Abstract

Hematopoietic stem cell transplantation (HSCT) is associated with severe medical complications and variable outcomes depending on the recipient's disease stage and health condition. Biomarkers predicting outcome may have therapeutic relevance in pediatric cancer care. Insulin-like growth factor 1 (IGF-1), a mitogenic and anabolic peptide hormone expressed in almost all tissues, is the major growth factor in childhood. Decreased IGF-1 concentration in conditions that cause catabolic metabolism may reflect a patient's degree of physical robustness and serve as a predictive biomarker for transplantation outcome. We evaluated the impact of pretransplantation serum IGF-1 level on both survival and adverse events in 587 pediatric cancer patients who underwent autologous or allogeneic HSCT between 1987 and 2014 at the University Children's Hospital Tübingen. Survival probabilities of the entire cohort and of defined subgroups according to pretransplantation serum IGF-1 level were estimated using the Kaplan-Meier method. The mean pretransplantation IGF-1 level (n = 498) was low: -1.67 SDS (SD, 1.54). Completeness of follow-up was 96% at 3 years post-HSCT and 83% at 10 years. Overall survival (OS) at 10 years was 44.8% (95% confidence interval, 40.6% to 48.9%).

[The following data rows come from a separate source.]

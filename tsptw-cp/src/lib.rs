//! A small finite-domain constraint solver.
//!
//! Integer variables live in a [`Store`]; a [`Model`] owns the root domains
//! and the propagators posted over them. [`Search`] explores the model
//! depth first, tightening the objective after every solution, and can hand
//! its restarts to a [`Neighborhood`] to run large neighbourhood search.
//!
//! Only the constraints needed for sequencing problems are provided:
//! all-different, one- and two-dimensional element, precedence with a
//! variable offset, and linear sums.

#![forbid(unsafe_code)]

pub mod constraint;
mod domain;
mod error;
mod lns;
mod model;
mod search;
mod store;

pub use domain::{Domain, DomainIter};
pub use error::{Contradiction, ModelError};
pub use lns::Neighborhood;
pub use model::Model;
pub use search::{Assignment, Search, SearchLimits, SearchStats, SearchStatus};
pub use store::{Store, VarId};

Decreasing IGF-1 SDS was associated with significant increases in transplantation-related mortality (P = .027), sinusoidal obstruction syndrome (quartiles 4 to 1: 3%, 1%, 12%, and 12%; P < .001), and thrombotic microangiopathy (quartiles 4 to 1: 0%, 0%, 2%, and 5%; P = .004). Compared with patients in IGF-1 deciles 2 to 10, patients in IGF-1 decile 1 had significantly poorer outcome (P = .042) with lower median survival (12 months versus 68 months) and 10-year OS (37% versus 52%). This retrospective study suggests that pretransplantation serum IGF-1 level has utility as a predictor of survival and selected vascular adverse events that may have diagnostic and therapeutic relevance in pediatric cancer care.